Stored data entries
[Start of section]
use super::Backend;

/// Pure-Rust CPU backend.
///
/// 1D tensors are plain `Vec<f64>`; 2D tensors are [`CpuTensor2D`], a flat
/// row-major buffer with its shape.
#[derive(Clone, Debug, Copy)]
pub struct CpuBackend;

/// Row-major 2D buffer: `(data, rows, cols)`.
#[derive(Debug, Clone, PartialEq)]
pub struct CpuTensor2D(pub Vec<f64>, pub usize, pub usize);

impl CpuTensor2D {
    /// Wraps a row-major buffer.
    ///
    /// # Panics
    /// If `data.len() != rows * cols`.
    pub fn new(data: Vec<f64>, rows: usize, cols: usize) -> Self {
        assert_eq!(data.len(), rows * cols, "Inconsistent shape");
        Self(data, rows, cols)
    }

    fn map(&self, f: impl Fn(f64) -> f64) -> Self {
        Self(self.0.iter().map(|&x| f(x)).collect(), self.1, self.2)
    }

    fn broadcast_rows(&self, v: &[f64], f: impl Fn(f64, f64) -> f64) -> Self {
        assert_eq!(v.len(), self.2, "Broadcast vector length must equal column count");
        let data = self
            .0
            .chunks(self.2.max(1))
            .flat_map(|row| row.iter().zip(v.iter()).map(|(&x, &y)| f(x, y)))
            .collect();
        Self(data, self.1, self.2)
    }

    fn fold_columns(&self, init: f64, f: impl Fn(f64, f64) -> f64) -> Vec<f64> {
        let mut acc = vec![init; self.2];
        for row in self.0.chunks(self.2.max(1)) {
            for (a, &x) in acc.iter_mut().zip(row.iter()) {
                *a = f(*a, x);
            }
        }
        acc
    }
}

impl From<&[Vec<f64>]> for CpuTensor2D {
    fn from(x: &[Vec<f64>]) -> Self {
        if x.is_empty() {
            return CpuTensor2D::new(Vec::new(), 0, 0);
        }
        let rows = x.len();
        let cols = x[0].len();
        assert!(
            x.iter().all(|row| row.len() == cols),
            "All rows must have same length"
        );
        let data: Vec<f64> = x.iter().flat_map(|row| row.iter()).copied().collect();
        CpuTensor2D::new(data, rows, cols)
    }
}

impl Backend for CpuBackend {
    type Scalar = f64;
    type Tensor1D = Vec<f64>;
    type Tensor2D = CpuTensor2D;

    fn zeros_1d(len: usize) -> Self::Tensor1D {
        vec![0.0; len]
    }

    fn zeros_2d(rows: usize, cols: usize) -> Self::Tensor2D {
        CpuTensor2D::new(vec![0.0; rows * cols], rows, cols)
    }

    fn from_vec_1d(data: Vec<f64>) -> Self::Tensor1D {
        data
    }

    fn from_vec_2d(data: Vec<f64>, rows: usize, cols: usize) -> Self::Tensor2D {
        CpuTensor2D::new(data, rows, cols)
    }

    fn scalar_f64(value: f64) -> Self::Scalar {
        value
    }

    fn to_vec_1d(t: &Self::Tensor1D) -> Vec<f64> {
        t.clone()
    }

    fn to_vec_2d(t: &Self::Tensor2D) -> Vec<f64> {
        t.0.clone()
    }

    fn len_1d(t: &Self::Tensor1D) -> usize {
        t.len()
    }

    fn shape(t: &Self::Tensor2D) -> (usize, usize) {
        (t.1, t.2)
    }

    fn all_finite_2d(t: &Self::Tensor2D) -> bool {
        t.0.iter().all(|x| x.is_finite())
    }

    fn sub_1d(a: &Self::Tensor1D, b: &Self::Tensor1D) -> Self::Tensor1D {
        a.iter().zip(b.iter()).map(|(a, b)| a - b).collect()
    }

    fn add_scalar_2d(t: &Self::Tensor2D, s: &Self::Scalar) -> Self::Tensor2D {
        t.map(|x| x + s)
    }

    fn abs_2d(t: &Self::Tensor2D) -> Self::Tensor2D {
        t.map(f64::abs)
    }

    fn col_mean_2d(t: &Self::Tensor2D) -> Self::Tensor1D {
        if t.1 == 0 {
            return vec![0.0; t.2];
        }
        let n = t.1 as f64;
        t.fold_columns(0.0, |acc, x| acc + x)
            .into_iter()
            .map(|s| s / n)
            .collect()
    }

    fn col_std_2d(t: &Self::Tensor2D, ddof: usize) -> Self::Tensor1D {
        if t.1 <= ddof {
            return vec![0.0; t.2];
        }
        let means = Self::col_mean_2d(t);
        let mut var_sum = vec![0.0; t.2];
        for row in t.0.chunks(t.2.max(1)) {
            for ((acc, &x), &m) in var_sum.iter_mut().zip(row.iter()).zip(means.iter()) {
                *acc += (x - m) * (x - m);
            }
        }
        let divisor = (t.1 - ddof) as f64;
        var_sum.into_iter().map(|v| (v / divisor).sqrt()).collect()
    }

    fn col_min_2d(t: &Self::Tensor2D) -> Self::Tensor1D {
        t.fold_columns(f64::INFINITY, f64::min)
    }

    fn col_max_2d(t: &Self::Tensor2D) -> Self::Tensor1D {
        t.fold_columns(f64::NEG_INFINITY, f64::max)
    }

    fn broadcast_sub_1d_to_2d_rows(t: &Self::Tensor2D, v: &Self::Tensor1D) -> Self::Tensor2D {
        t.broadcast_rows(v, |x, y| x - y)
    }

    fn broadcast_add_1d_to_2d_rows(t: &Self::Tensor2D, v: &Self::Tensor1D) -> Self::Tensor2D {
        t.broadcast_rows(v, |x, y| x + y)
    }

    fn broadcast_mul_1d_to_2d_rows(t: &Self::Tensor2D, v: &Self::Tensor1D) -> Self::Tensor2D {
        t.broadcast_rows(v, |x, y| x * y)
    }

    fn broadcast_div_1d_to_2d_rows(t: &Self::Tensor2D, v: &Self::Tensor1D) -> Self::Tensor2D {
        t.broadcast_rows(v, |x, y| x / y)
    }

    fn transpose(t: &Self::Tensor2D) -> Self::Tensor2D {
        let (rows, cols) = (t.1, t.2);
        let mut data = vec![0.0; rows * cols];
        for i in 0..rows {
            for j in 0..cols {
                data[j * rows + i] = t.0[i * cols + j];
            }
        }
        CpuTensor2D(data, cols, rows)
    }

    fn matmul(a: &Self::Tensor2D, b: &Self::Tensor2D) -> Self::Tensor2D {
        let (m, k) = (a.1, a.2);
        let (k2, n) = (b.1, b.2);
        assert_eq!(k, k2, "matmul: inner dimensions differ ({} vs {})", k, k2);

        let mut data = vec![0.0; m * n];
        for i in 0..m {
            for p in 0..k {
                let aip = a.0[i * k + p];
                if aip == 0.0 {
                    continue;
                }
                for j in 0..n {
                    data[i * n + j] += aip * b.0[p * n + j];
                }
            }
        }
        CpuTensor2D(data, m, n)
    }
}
[End of section]
- Task objective: Retype every line above with nothing changed.

- Answer to this task:
use super::Backend;

/// Pure-Rust CPU backend.
///
/// 1D tensors are plain `Vec<f64>`; 2D tensors are [`CpuTensor2D`], a flat
/// row-major buffer with its shape.
#[derive(Clone, Debug, Copy)]
pub struct CpuBackend;

/// Row-major 2D buffer: `(data, rows, cols)`.
#[derive(Debug, Clone, PartialEq)]
pub struct CpuTensor2D(pub Vec<f64>, pub usize, pub usize);

impl CpuTensor2D {
    /// Wraps a row-major buffer.
    ///
    /// # Panics
    /// If `data.len() != rows * cols`.
    pub fn new(data: Vec<f64>, rows: usize, cols: usize) -> Self {
        assert_eq!(data.len(), rows * cols, "Inconsistent shape");
        Self(data, rows, cols)
    }

    fn map(&self, f: impl Fn(f64) -> f64) -> Self {
        Self(self.0.iter().map(|&x| f(x)).collect(), self.1, self.2)
    }

    fn broadcast_rows(&self, v: &[f64], f: impl Fn(f64, f64) -> f64) -> Self {
        assert_eq!(v.len(), self.2, "Broadcast vector length must equal column count");
        let data = self
            .0
            .chunks(self.2.max(1))
            .flat_map(|row| row.iter().zip(v.iter()).map(|(&x, &y)| f(x, y)))
            .collect();
        Self(data, self.1, self.2)
    }

    fn fold_columns(&self, init: f64, f: impl Fn(f64, f64) -> f64) -> Vec<f64> {
        let mut acc = vec![init; self.2];
        for row in self.0.chunks(self.2.max(1)) {
            for (a, &x) in acc.iter_mut().zip(row.iter()) {
                *a = f(*a, x);
            }
        }
        acc
    }
}

impl From<&[Vec<f64>]> for CpuTensor2D {
    fn from(x: &[Vec<f64>]) -> Self {
        if x.is_empty() {
            return CpuTensor2D::new(Vec::new(), 0, 0);
        }
        let rows = x.len();
        let cols = x[0].len();
        assert!(
            x.iter().all(|row| row.len() == cols),
            "All rows must have same length"
        );
        let data: Vec<f64> = x.iter().flat_map(|row| row.iter()).copied().collect();
        CpuTensor2D::new(data, rows, cols)
    }
}

impl Backend for CpuBackend {
    type Scalar = f64;
    type Tensor1D = Vec<f64>;
    type Tensor2D = CpuTensor2D;

    fn zeros_1d(len: usize) -> Self::Tensor1D {
        vec![0.0; len]
    }

    fn zeros_2d(rows: usize, cols: usize) -> Self::Tensor2D {
        CpuTensor2D::new(vec![0.0; rows * cols], rows, cols)
    }

    fn from_vec_1d(data: Vec<f64>) -> Self::Tensor1D {
        data
    }

    fn from_vec_2d(data: Vec<f64>, rows: usize, cols: usize) -> Self::Tensor2D {
        CpuTensor2D::new(data, rows, cols)
    }

    fn scalar_f64(value: f64) -> Self::Scalar {
        value
    }

    fn to_vec_1d(t: &Self::Tensor1D) -> Vec<f64> {
        t.clone()
    }

    fn to_vec_2d(t: &Self::Tensor2D) -> Vec<f64> {
        t.0.clone()
    }

    fn len_1d(t: &Self::Tensor1D) -> usize {
        t.len()
    }

    fn shape(t: &Self::Tensor2D) -> (usize, usize) {
        (t.1, t.2)
    }

    fn all_finite_2d(t: &Self::Tensor2D) -> bool {
        t.0.iter().all(|x| x.is_finite())
    }

    fn sub_1d(a: &Self::Tensor1D, b: &Self::Tensor1D) -> Self::Tensor1D {
        a.iter().zip(b.iter()).map(|(a, b)| a - b).collect()
    }

    fn add_scalar_2d(t: &Self::Tensor2D, s: &Self::Scalar) -> Self::Tensor2D {
        t.map(|x| x + s)
    }

    fn abs_2d(t: &Self::Tensor2D) -> Self::Tensor2D {
        t.map(f64::abs)
    }

    fn col_mean_2d(t: &Self::Tensor2D) -> Self::Tensor1D {
        if t.1 == 0 {
            return vec![0.0; t.2];
        }
        let n = t.1 as f64;
        t.fold_columns(0.0, |acc, x| acc + x)
            .into_iter()
            .map(|s| s / n)
            .collect()
    }

    fn col_std_2d(t: &Self::Tensor2D, ddof: usize) -> Self::Tensor1D {
        if t.1 <= ddof {
            return vec![0.0; t.2];
        }
        let means = Self::col_mean_2d(t);
        let mut var_sum = vec![0.0; t.2];
        for row in t.0.chunks(t.2.max(1)) {
            for ((acc, &x), &m) in var_sum.iter_mut().zip(row.iter()).zip(means.iter()) {
                *acc += (x - m) * (x - m);
            }
        }
        let divisor = (t.1 - ddof) as f64;
        var_sum.into_iter().map(|v| (v / divisor).sqrt()).collect()
    }

    fn col_min_2d(t: &Self::Tensor2D) -> Self::Tensor1D {
        t.fold_columns(f64::INFINITY, f64::min)
    }

    fn col_max_2d(t: &Self::Tensor2D) -> Self::Tensor1D {
        t.fold_columns(f64::NEG_INFINITY, f64::max)
    }

    fn broadcast_sub_1d_to_2d_rows(t: &Self::Tensor2D, v: &Self::Tensor1D) -> Self::Tensor2D {
        t.broadcast_rows(v, |x, y| x - y)
    }

    fn broadcast_add_1d_to_2d_rows(t: &Self::Tensor2D, v: &Self::Tensor1D) -> Self::Tensor2D {
        t.broadcast_rows(v, |x, y| x + y)
    }

    fn broadcast_mul_1d_to_2d_rows(t: &Self::Tensor2D, v: &Self::Tensor1D) -> Self::Tensor2D {
        t.broadcast_rows(v, |x, y| x * y)
    }

    fn broadcast_div_1d_to_2d_rows(t: &Self::Tensor2D, v: &Self::Tensor1D) -> Self::Tensor2D {
        t.broadcast_rows(v, |x, y| x / y)
    }

    fn transpose(t: &Self::Tensor2D) -> Self::Tensor2D {
        let (rows, cols) = (t.1, t.2);
        let mut data = vec![0.0; rows * cols];
        for i in 0..rows {
            for j in 0..cols {
                data[j * rows + i] = t.0[i * cols + j];
            }
        }
        CpuTensor2D(data, cols, rows)
    }

    fn matmul(a: &Self::Tensor2D, b: &Self::Tensor2D) -> Self::Tensor2D {
        let (m, k) = (a.1, a.2);
        let (k2, n) = (b.1, b.2);
        assert_eq!(k, k2, "matmul: inner dimensions differ ({} vs {})", k, k2);

        let mut data = vec![0.0; m * n];
        for i in 0..m {
            for p in 0..k {
                let aip = a.0[i * k + p];
                if aip == 0.0 {
                    continue;
                }
                for j in 0..n {
                    data[i * n + j] += aip * b.0[p * n + j];
                }
            }
        }
        CpuTensor2D(data, m, n)
    }
}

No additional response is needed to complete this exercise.